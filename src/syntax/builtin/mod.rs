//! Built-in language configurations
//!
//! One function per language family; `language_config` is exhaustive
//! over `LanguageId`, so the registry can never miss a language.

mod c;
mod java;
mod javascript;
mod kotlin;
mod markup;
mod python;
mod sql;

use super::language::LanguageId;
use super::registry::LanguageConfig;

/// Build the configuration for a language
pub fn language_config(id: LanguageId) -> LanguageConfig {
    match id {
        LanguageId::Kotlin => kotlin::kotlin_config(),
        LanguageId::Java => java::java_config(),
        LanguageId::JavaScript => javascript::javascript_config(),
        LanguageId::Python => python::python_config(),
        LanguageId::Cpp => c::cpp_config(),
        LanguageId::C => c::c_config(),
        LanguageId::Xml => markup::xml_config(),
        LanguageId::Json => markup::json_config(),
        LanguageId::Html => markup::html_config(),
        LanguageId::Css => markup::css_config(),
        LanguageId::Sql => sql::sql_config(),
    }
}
---
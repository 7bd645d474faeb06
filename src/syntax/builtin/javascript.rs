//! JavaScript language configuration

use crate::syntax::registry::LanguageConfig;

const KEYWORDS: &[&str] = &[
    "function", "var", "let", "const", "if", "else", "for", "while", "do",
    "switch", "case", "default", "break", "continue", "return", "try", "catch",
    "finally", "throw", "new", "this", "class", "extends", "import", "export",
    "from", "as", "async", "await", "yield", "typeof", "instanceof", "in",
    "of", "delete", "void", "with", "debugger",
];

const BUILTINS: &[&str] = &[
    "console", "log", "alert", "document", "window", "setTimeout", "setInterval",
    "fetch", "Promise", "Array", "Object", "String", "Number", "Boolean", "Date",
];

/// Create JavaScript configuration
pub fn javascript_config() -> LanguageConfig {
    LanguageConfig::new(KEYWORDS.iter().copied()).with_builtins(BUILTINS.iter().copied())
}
--
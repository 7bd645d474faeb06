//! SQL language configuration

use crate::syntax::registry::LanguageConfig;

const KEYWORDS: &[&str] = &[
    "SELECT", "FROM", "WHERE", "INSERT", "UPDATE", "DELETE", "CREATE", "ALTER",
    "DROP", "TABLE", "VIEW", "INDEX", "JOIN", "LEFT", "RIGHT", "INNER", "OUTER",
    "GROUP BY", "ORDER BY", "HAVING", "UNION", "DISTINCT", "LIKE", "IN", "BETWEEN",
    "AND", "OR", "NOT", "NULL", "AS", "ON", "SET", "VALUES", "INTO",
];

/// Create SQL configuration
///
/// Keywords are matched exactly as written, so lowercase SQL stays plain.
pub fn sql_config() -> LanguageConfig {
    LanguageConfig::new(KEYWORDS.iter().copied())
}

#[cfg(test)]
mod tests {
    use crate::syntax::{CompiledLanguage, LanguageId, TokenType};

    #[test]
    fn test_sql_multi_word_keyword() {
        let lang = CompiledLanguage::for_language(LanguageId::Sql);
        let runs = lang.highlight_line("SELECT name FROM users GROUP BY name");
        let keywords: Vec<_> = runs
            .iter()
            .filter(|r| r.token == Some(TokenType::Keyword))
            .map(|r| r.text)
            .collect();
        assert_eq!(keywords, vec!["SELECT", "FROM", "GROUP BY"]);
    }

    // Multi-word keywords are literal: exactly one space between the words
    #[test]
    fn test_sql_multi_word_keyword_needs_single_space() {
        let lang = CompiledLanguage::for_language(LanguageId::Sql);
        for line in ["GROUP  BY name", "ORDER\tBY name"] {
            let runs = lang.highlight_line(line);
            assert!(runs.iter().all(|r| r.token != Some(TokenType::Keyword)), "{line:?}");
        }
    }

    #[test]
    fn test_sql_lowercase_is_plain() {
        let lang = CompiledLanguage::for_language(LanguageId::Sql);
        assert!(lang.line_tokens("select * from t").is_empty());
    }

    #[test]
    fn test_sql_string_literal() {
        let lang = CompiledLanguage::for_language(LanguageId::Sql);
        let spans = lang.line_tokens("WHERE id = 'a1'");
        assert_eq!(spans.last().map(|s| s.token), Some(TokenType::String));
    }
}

Goal of the exercise ->
On how many lines of the records above does the word "exactly" appear? Answer with only that number.

Written solution ->
2